The brothers of women who have hypertension during pregnancy may face increased risks of hypertension and heart disease in later life, according to the study.

The brothers of women who have high blood pressure during pregnancy may also be at an increased risk of heart disease, the study suggests, although sisters appear to be unaffected.

“We wanted to isolate the effect of high blood pressure during pregnancy by comparing the risk of hypertension, heart disease, and stroke in women who had hypertension during pregnancy, and their sisters,” says study author Dr. Vesna Garovic, of the Mayo Clinic.
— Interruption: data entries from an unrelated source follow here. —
//! Account Service
//!
//! ユーザー一覧とセッションをストア上のJSONとして管理するサービス。

use argon2::password_hash::rand_core::OsRng;
use argon2::password_hash::{PasswordHash, PasswordHasher, PasswordVerifier, SaltString};
use argon2::{Algorithm, Argon2, Version};
use tracing::{debug, info, warn};
use uuid::Uuid;

use super::{
    AccountConfig, AccountError, KeyValueStore, NewUser, Role, User, UserUpdate, SEED_ADMIN_ID,
    SESSION_KEY, USERS_KEY,
};

/// アカウント管理サービス
///
/// ユーザー一覧は`users`キー、ログイン中のユーザーは`session`キーに保存します。
/// セッションにはパスワードハッシュを含めません。
#[derive(Debug)]
pub struct AccountService<S: KeyValueStore> {
    store: S,
    config: AccountConfig,
}

impl<S: KeyValueStore> AccountService<S> {
    /// サービスを生成する
    ///
    /// ストアにユーザー一覧が存在しない場合、設定された初期管理者を作成します。
    pub fn new(store: S, config: AccountConfig) -> Result<Self, AccountError> {
        let mut service = Self { store, config };

        if service.store.get(USERS_KEY).is_none() {
            let admin = User {
                id: SEED_ADMIN_ID.to_string(),
                email: service.config.admin_email.clone(),
                name: service.config.admin_name.clone(),
                role: Role::Admin,
                password_hash: Some(service.hash_password(&service.config.admin_password)?),
                avatar: None,
                birthdate: None,
            };
            service.save_users(&[admin])?;
            info!(email = %service.config.admin_email, "seed administrator created");
        }

        Ok(service)
    }

    /// 内部のストアを取り出す
    pub fn into_store(self) -> S {
        self.store
    }

    /// ログインする
    ///
    /// パスワードを省略（または空文字列）できるのは初期管理者（`SEED_ADMIN_ID`）の
    /// 現在のメールアドレスのみです。
    ///
    /// # 戻り値
    ///
    /// * `Ok(User)` - セッションに保存されたユーザー（パスワードハッシュなし）
    /// * `Err(AccountError::InvalidCredentials)` - メールアドレスまたはパスワードが一致しない
    pub fn login(&mut self, email: &str, password: Option<&str>) -> Result<User, AccountError> {
        let users = self.users()?;
        let password = password.filter(|p| !p.is_empty());

        let user = match password {
            None => users
                .into_iter()
                .find(|u| u.id == SEED_ADMIN_ID && u.email == email),
            Some(password) => users.into_iter().find(|u| {
                u.email == email
                    && u.password_hash
                        .as_deref()
                        .is_some_and(|hash| verify_password(password, hash))
            }),
        };

        let Some(user) = user else {
            warn!(email, "login rejected");
            return Err(AccountError::InvalidCredentials);
        };

        let session = user.without_secret();
        self.store
            .put(SESSION_KEY, serde_json::to_string(&session)?)?;
        info!(user = %session.id, "logged in");
        Ok(session)
    }

    /// ログアウトする
    pub fn logout(&mut self) -> Result<(), AccountError> {
        self.store.delete(SESSION_KEY)?;
        debug!("logged out");
        Ok(())
    }

    /// 現在のセッション
    pub fn session(&self) -> Result<Option<User>, AccountError> {
        match self.store.get(SESSION_KEY) {
            Some(json) => Ok(Some(serde_json::from_str(&json)?)),
            None => Ok(None),
        }
    }

    /// パスワード再設定を要求する
    ///
    /// メールアドレスが登録済みであることのみ確認します（送信処理はありません）。
    pub fn recover_password(&self, email: &str) -> Result<(), AccountError> {
        if !self.users()?.iter().any(|u| u.email == email) {
            warn!(email, "password recovery for unknown email");
            return Err(AccountError::UnknownEmail);
        }

        info!(email, "password recovery requested");
        Ok(())
    }

    /// 登録済みのユーザー一覧
    pub fn users(&self) -> Result<Vec<User>, AccountError> {
        match self.store.get(USERS_KEY) {
            Some(json) => Ok(serde_json::from_str(&json)?),
            None => Ok(Vec::new()),
        }
    }

    /// ユーザーを作成する
    ///
    /// # 戻り値
    ///
    /// * `Ok(User)` - 作成されたユーザー（IDはUUID v4）
    /// * `Err(AccountError::UserExists)` - 同じメールアドレスのユーザーが存在する
    pub fn create_user(&mut self, new_user: NewUser) -> Result<User, AccountError> {
        let mut users = self.users()?;
        if users.iter().any(|u| u.email == new_user.email) {
            return Err(AccountError::UserExists);
        }

        let user = User {
            id: Uuid::new_v4().to_string(),
            email: new_user.email,
            name: new_user.name,
            role: new_user.role,
            password_hash: Some(self.hash_password(&new_user.password)?),
            avatar: None,
            birthdate: None,
        };

        users.push(user.clone());
        self.save_users(&users)?;
        info!(user = %user.id, "user created");
        Ok(user)
    }

    /// ユーザーを部分更新する
    ///
    /// 更新対象がログイン中のユーザーの場合、セッションも更新します。
    pub fn update_user(&mut self, id: &str, update: UserUpdate) -> Result<User, AccountError> {
        let mut users = self.users()?;
        let index = users
            .iter()
            .position(|u| u.id == id)
            .ok_or(AccountError::UserNotFound)?;

        if let Some(email) = &update.email {
            if *email != users[index].email && users.iter().any(|u| u.email == *email && u.id != id)
            {
                return Err(AccountError::EmailInUse);
            }
        }

        let password_hash = match &update.password {
            Some(password) => Some(self.hash_password(password)?),
            None => None,
        };

        let user = &mut users[index];
        if let Some(email) = update.email {
            user.email = email;
        }
        if let Some(name) = update.name {
            user.name = name;
        }
        if let Some(role) = update.role {
            user.role = role;
        }
        if password_hash.is_some() {
            user.password_hash = password_hash;
        }
        if update.avatar.is_some() {
            user.avatar = update.avatar;
        }
        if update.birthdate.is_some() {
            user.birthdate = update.birthdate;
        }
        let updated = user.clone();

        self.save_users(&users)?;

        if self.session()?.is_some_and(|session| session.id == id) {
            self.store
                .put(SESSION_KEY, serde_json::to_string(&updated.without_secret())?)?;
        }

        info!(user = %updated.id, "user updated");
        Ok(updated)
    }

    /// ユーザーを削除する
    ///
    /// 初期管理者（`SEED_ADMIN_ID`）はメールアドレスを変更した後も削除できません。
    /// 存在しないIDは何もしません。
    pub fn delete_user(&mut self, id: &str) -> Result<(), AccountError> {
        if id == SEED_ADMIN_ID {
            return Err(AccountError::PrimaryAdmin);
        }

        let mut users = self.users()?;

        let before = users.len();
        users.retain(|u| u.id != id);
        if users.len() != before {
            self.save_users(&users)?;
            info!(user = id, "user deleted");
        }
        Ok(())
    }

    /// 管理者がユーザーのパスワードを再設定する
    pub fn reset_password(&mut self, id: &str, new_password: &str) -> Result<(), AccountError> {
        let mut users = self.users()?;
        let hash = self.hash_password(new_password)?;
        let user = users
            .iter_mut()
            .find(|u| u.id == id)
            .ok_or(AccountError::UserNotFound)?;
        user.password_hash = Some(hash);

        self.save_users(&users)?;
        info!(user = id, "password reset");
        Ok(())
    }

    fn save_users(&mut self, users: &[User]) -> Result<(), AccountError> {
        self.store.put(USERS_KEY, serde_json::to_string(users)?)?;
        Ok(())
    }

    fn hash_password(&self, password: &str) -> Result<String, AccountError> {
        let salt = SaltString::generate(&mut OsRng);
        let argon2 = Argon2::new(
            Algorithm::Argon2id,
            Version::V0x13,
            self.config.hash_params.clone(),
        );

        argon2
            .hash_password(password.as_bytes(), &salt)
            .map(|hash| hash.to_string())
            .map_err(|e| AccountError::PasswordHash(e.to_string()))
    }
}

/// パスワードを保存済みのハッシュと照合する
///
/// ハッシュの形式が不正な場合は一致しないものとして扱います。
fn verify_password(password: &str, hash: &str) -> bool {
    let parsed = match PasswordHash::new(hash) {
        Ok(parsed) => parsed,
        Err(e) => {
            warn!(error = %e, "stored password hash is malformed");
            return false;
        }
    };

    Argon2::default()
        .verify_password(password.as_bytes(), &parsed)
        .is_ok()
}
“We also wanted to determine whether heart disease risk was increased in brothers and sisters of women who had hypertension in pregnancy.”
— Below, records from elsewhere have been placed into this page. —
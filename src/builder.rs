//! Builder Module
//!
//! Fluent Builder APIを提供し、`ListProcessor`インスタンスを段階的に構築する。
//! `ListProcessor`はファイル群を順番に処理し、1つのPDFにまとめるオーケストレーターです。

use tracing::{debug, info, warn};

use crate::api::{FileFailure, ListDocument, PageSize, ProcessResult};
use crate::error::ListError;
use crate::normalize::normalize_records;
use crate::output::{fixed_columns_width_mm, ListTable, PdfReport, PdfStyle, ReportRenderer, LIST_COLUMNS};
use crate::parser::{CalamineDecoder, WorkbookDecoder};
use crate::schema;
use crate::security::SecurityConfig;
use crate::sort::sort_rows;
use crate::source::FileSource;

/// 既定の出力ファイル名
pub const DEFAULT_OUTPUT_NAME: &str = "Listas.pdf";

/// 処理の設定を保持する内部構造体
#[derive(Debug, Clone)]
pub(crate) struct ProcessingConfig {
    /// 出力ファイル名
    pub output_name: String,

    /// 用紙サイズ
    pub page_size: PageSize,

    /// 余白（mm）
    pub margin_mm: f32,

    /// フォントサイズ（pt）
    pub font_size: f32,

    /// コンテンツストリームを圧縮するか
    pub compression: bool,

    /// 入力ファイルのセキュリティ制限
    pub security: SecurityConfig,
}

impl Default for ProcessingConfig {
    fn default() -> Self {
        let style = PdfStyle::default();
        Self {
            output_name: DEFAULT_OUTPUT_NAME.to_string(),
            page_size: style.page_size,
            margin_mm: style.margin_mm,
            font_size: style.font_size,
            compression: style.compress,
            security: SecurityConfig::default(),
        }
    }
}

impl ProcessingConfig {
    /// 描画スタイルに変換する
    ///
    /// ドキュメントのタイトルには出力ファイル名の拡張子を除いた部分を使用します。
    fn pdf_style(&self) -> PdfStyle {
        let title = self
            .output_name
            .get(..self.output_name.len().saturating_sub(4))
            .unwrap_or(&self.output_name)
            .to_string();

        PdfStyle {
            page_size: self.page_size,
            margin_mm: self.margin_mm,
            font_size: self.font_size,
            compress: self.compression,
            title,
            ..PdfStyle::default()
        }
    }
}

/// Fluent Builder APIを提供する構造体
///
/// すべての設定項目にデフォルト値が設定されており、必要な設定のみをオーバーライドできます。
///
/// # 使用例
///
/// ```rust,no_run
/// use listas_pdf::{ListProcessorBuilder, PageSize};
///
/// # fn main() -> Result<(), listas_pdf::ListError> {
/// let processor = ListProcessorBuilder::new()
///     .with_page_size(PageSize::A4)
///     .with_font_size(9.0)
///     .build()?;
/// # Ok(())
/// # }
/// ```
#[derive(Debug, Default)]
pub struct ListProcessorBuilder {
    /// 内部設定（構築中）
    config: ProcessingConfig,
}

impl ListProcessorBuilder {
    /// デフォルト設定を持つビルダーインスタンスを生成する
    ///
    /// # デフォルト設定
    ///
    /// - 出力ファイル名: `Listas.pdf`
    /// - 用紙: USレター
    /// - 余白: 10 mm
    /// - フォントサイズ: 8 pt
    /// - 圧縮: 有効
    pub fn new() -> Self {
        Self::default()
    }

    /// 出力ファイル名を指定する
    ///
    /// # 引数
    ///
    /// * `name` - `.pdf`で終わるファイル名
    pub fn with_output_name(mut self, name: impl Into<String>) -> Self {
        self.config.output_name = name.into();
        self
    }

    /// 用紙サイズを指定する
    ///
    /// # 使用例
    ///
    /// ```rust,no_run
    /// use listas_pdf::{ListProcessorBuilder, PageSize};
    ///
    /// let builder = ListProcessorBuilder::new()
    ///     .with_page_size(PageSize::Custom { width_mm: 250.0, height_mm: 300.0 });
    /// ```
    pub fn with_page_size(mut self, page_size: PageSize) -> Self {
        self.config.page_size = page_size;
        self
    }

    /// 上下左右の余白（mm）を指定する
    pub fn with_margin_mm(mut self, margin_mm: f32) -> Self {
        self.config.margin_mm = margin_mm;
        self
    }

    /// フォントサイズ（pt）を指定する
    pub fn with_font_size(mut self, font_size: f32) -> Self {
        self.config.font_size = font_size;
        self
    }

    /// コンテンツストリームの圧縮を有効/無効にする
    pub fn with_compression(mut self, compression: bool) -> Self {
        self.config.compression = compression;
        self
    }

    /// 入力ファイルのセキュリティ制限を指定する
    pub fn with_security(mut self, security: SecurityConfig) -> Self {
        self.config.security = security;
        self
    }

    /// 設定を検証し、`ListProcessor`インスタンスを生成する
    ///
    /// # 戻り値
    ///
    /// * `Ok(ListProcessor)` - 設定が有効な場合
    /// * `Err(ListError::Config)` - 設定が無効な場合
    ///
    /// # 発生し得るエラー
    ///
    /// * 出力ファイル名が`.pdf`で終わらない
    /// * フォントサイズが正でない、または余白が負
    /// * 用紙の幅に固定幅列と余白が収まらない
    pub fn build(self) -> Result<ListProcessor, ListError> {
        let config = &self.config;

        // 1. 出力ファイル名の検証
        let lower = config.output_name.to_lowercase();
        if !lower.ends_with(".pdf") || lower.len() <= 4 {
            return Err(ListError::Config(format!(
                "Invalid output name: '{}' (must end in .pdf)",
                config.output_name
            )));
        }

        // 2. フォントと余白の検証
        if !config.font_size.is_finite() || config.font_size <= 0.0 {
            return Err(ListError::Config(format!(
                "Font size must be positive: {}",
                config.font_size
            )));
        }
        if !config.margin_mm.is_finite() || config.margin_mm < 0.0 {
            return Err(ListError::Config(format!(
                "Margin must be non-negative: {}",
                config.margin_mm
            )));
        }

        // 3. 用紙サイズの検証
        let (width, height) = config.page_size.dimensions_mm();
        if !(width > 0.0 && height > 0.0) {
            return Err(ListError::Config(format!(
                "Invalid page size: {} x {} mm",
                width, height
            )));
        }
        let padding = PdfStyle::default().cell_padding_mm;
        let description_width =
            width - 2.0 * config.margin_mm - fixed_columns_width_mm(&LIST_COLUMNS);
        if description_width <= 2.0 * padding {
            return Err(ListError::Config(format!(
                "Page width {} mm cannot fit the fixed columns ({} mm) with {} mm margins",
                width,
                fixed_columns_width_mm(&LIST_COLUMNS),
                config.margin_mm
            )));
        }
        if height - 2.0 * config.margin_mm <= 0.0 {
            return Err(ListError::Config(format!(
                "Page height {} mm leaves no room inside {} mm margins",
                height, config.margin_mm
            )));
        }

        Ok(ListProcessor::new(self.config))
    }
}

/// バッチ処理のファサード
///
/// ファイルを入力順に1件ずつ処理し、成功したファイルごとに1つの表を
/// 共有ドキュメントに追加します。ファイル単位のエラーは隔離され、
/// 残りのファイルの処理は続行されます。
///
/// # 使用例
///
/// ```rust,no_run
/// use listas_pdf::{FileInput, ListProcessorBuilder};
///
/// # fn main() -> Result<(), Box<dyn std::error::Error>> {
/// let processor = ListProcessorBuilder::new().build()?;
/// let files = vec![FileInput::new("sucursal_a.xlsx"), FileInput::new("sucursal_b.xlsx")];
///
/// let result = processor.process(&files)?;
/// for failure in &result.failures {
///     eprintln!("{}: {}", failure.file_name, failure.message);
/// }
/// if let Some(document) = result.document {
///     std::fs::write(&document.file_name, &document.bytes)?;
/// }
/// # Ok(())
/// # }
/// ```
#[derive(Debug)]
pub struct ListProcessor {
    /// 処理設定
    config: ProcessingConfig,
}

impl ListProcessor {
    pub(crate) fn new(config: ProcessingConfig) -> Self {
        Self { config }
    }

    /// 出力ファイル名
    pub fn output_name(&self) -> &str {
        &self.config.output_name
    }

    /// ファイル群を処理し、calamineとlopdfで1つのPDFを生成する
    ///
    /// # 戻り値
    ///
    /// * `Ok(ProcessResult)` - 成功件数、失敗一覧、（1件以上成功した場合）ドキュメント
    /// * `Err(ListError::EmptyBatch)` - ファイルが0件の場合
    /// * `Err(ListError::Render)` - PDFの確定に失敗した場合
    pub fn process<S: FileSource>(&self, files: &[S]) -> Result<ProcessResult, ListError> {
        if files.is_empty() {
            return Err(ListError::EmptyBatch);
        }

        let renderer = PdfReport::new(self.config.pdf_style());
        self.process_with(files, &CalamineDecoder::new(), renderer)
    }

    /// デコーダーとレンダラーを指定してファイル群を処理する
    ///
    /// # 引数
    ///
    /// * `files` - 入力ファイル（この順序でページが並ぶ）
    /// * `decoder` - ワークブックデコーダー
    /// * `renderer` - レポートレンダラー（`finish`で消費される）
    ///
    /// # 処理フロー
    ///
    /// 1. ファイルが0件なら`EmptyBatch`（コラボレーターには一切触れない）
    /// 2. 各ファイルについて: 読み込み → セキュリティ検査 → デコード → 列検証
    ///    → 正規化 → ソート → 描画
    /// 3. ファイル単位のエラーは`FileFailure`として記録して続行
    ///    （`add_page`/`draw_table`の失敗もそのファイルの失敗になる）
    /// 4. 1件以上成功した場合のみドキュメントを確定
    pub fn process_with<S, R>(
        &self,
        files: &[S],
        decoder: &dyn WorkbookDecoder,
        mut renderer: R,
    ) -> Result<ProcessResult, ListError>
    where
        S: FileSource,
        R: ReportRenderer,
    {
        if files.is_empty() {
            return Err(ListError::EmptyBatch);
        }

        let mut result = ProcessResult::default();

        for file in files {
            let table = match self.build_table(file, decoder) {
                Ok(table) => table,
                Err(error) if error.is_per_file() => {
                    warn!(file = file.name(), error = %error, "file skipped");
                    result.failures.push(FileFailure {
                        file_name: file.name().to_string(),
                        message: error.to_string(),
                    });
                    continue;
                }
                Err(error) => return Err(error),
            };

            // 2件目以降の成功ファイルは新しいページから始める
            let drawn = if result.success_count > 0 {
                renderer.add_page()
            } else {
                Ok(())
            }
            .and_then(|()| renderer.draw_table(&table));

            if let Err(error) = drawn {
                warn!(file = file.name(), error = %error, "file could not be drawn");
                result.failures.push(FileFailure {
                    file_name: file.name().to_string(),
                    message: error.to_string(),
                });
                continue;
            }
            result.success_count += 1;

            info!(file = file.name(), rows = table.len(), "file processed");
        }

        if result.success_count > 0 {
            let rendered = renderer.finish()?;
            result.document = Some(ListDocument {
                file_name: self.config.output_name.clone(),
                bytes: rendered.bytes,
                page_count: rendered.page_count,
            });
        }

        info!(
            succeeded = result.success_count,
            failed = result.failures.len(),
            "batch finished"
        );

        Ok(result)
    }

    /// 1ファイル分の表を構築する
    fn build_table<S: FileSource>(
        &self,
        file: &S,
        decoder: &dyn WorkbookDecoder,
    ) -> Result<ListTable, ListError> {
        let bytes = file.read_bytes()?;
        self.config.security.check_buffer(&bytes)?;

        let sheet = schema::validate(decoder.first_sheet(&bytes)?)?;
        let records = sheet.records();
        let mut rows = normalize_records(&records);
        debug!(
            file = file.name(),
            sheet = %sheet.name,
            records = records.len(),
            kept = rows.len(),
            "rows normalized"
        );

        sort_rows(&mut rows);
        Ok(ListTable::from_rows(rows))
    }
}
Experts estimate that hypertension develops in around 8% of all pregnancies. There are different types of hypertension that can occur during pregnancy. Gestational hypertension, for example, is high blood pressure that develops after 20 weeks of pregnancy.

Hypertension during pregnancy is a recognized risk factor for future hypertension and cardiovascular disease. According to the researchers, this could be due to a predisposition that runs in families, or it could reflect damage caused by high blood pressure during pregnancy.
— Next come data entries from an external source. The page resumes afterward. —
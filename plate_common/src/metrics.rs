use lazy_static::lazy_static;
use prometheus::{
    register_int_counter, register_int_counter_vec, Encoder, IntCounter, IntCounterVec,
    TextEncoder,
};

lazy_static! {
    pub static ref FRAMES_READ: IntCounter =
        register_int_counter!("plate_frames_read_total", "Frames decoded from the video").unwrap();
    pub static ref FRAMES_SAMPLED: IntCounter = register_int_counter!(
        "plate_frames_sampled_total",
        "Frames sent through detection"
    )
    .unwrap();
    pub static ref REGIONS_DETECTED: IntCounter = register_int_counter!(
        "plate_regions_detected_total",
        "Detections that passed the region filter"
    )
    .unwrap();
    pub static ref OCR_READS: IntCounter =
        register_int_counter!("plate_ocr_reads_total", "Regions that produced OCR text").unwrap();
    pub static ref PLATES_ACCEPTED: IntCounter = register_int_counter!(
        "plate_plates_accepted_total",
        "Valid, non-duplicate plates"
    )
    .unwrap();
    pub static ref HTTP_REQUESTS: IntCounterVec = register_int_counter_vec!(
        "plate_http_requests_total",
        "HTTP requests by route",
        &["route"]
    )
    .unwrap();
    pub static ref SCANS_RUN: IntCounter =
        register_int_counter!("plate_scans_total", "Scanner runs started by the service").unwrap();
    pub static ref SCANS_FAILED: IntCounter =
        register_int_counter!("plate_scans_failed_total", "Scanner runs that failed").unwrap();
    pub static ref COMPARISONS: IntCounter =
        register_int_counter!("plate_comparisons_total", "Video comparisons written").unwrap();
}

/// Text exposition of the default registry.
pub fn gather_text() -> String {
    let mut buffer = Vec::new();
    let encoder = TextEncoder::new();
    if let Err(e) = encoder.encode(&prometheus::gather(), &mut buffer) {
        tracing::warn!(error = %e, "cannot encode metrics");
    }
    String::from_utf8(buffer).unwrap_or_default()
}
To isolate the effect of hypertension during pregnancy, Dr. Garovic and colleagues analyzed a total of 954 groups of siblings (919 men and 1,477 women) that took part in the Genetic Epidemiology Network of Arteriopathy (GENOA) study – a prospective study of hypertension among siblings that ran from 1995-2005. Each group of siblings (sibships) included at least one woman who had given birth.

Familial factors ‘may contribute to increased risk of future hypertension’

Women who had hypertension during pregnancy were 75% more likely to develop hypertension later in life than sisters with normal blood pressure levels.

Fast facts about hypertension

  • Around 1 in every 3 American adults have high blood pressure
  • Only around 52% of people with high blood pressure have the condition under control
  • Hypertension increases the risk of heart attack, stroke and kidney disease.

Learn more about hypertension

The siblings of women who had hypertension during pregnancy were more likely to develop hypertension themselves in later life than those whose sisters had not had hypertension during pregnancy, with male siblings 24% more likely and female siblings 15% more likely.

Perhaps most interesting, however, was the discovery that while the male siblings of women who had hypertension during pregnancy were at an increased risk of cardiovascular disease later in life, female siblings were not.

“These results suggest familial factors contribute to the increased risk of future hypertension in women who had hypertension in pregnancy,” the authors write. “Further studies are needed to clarify the potential role of non-familial factors. Furthermore, a sibling history of hypertension in pregnancy may be a novel familial risk factor for future hypertension.”

They also state that their findings should be interpreted with caution, as the study was both small and focused on families with a high prevalence of hypertension or diabetes. As a result, further studies should be population based to determine whether these findings also occur in the general population.

Recently, Medical News Today reported on a study suggesting that beta blockers – a form of medication typically used to treat hypertension – could also have anticancer properties warranting further investigation.

The authors of the study, published in Cancer, found that the use of beta blockers in women with ovarian cancer was linked to longer overall survival from the disease.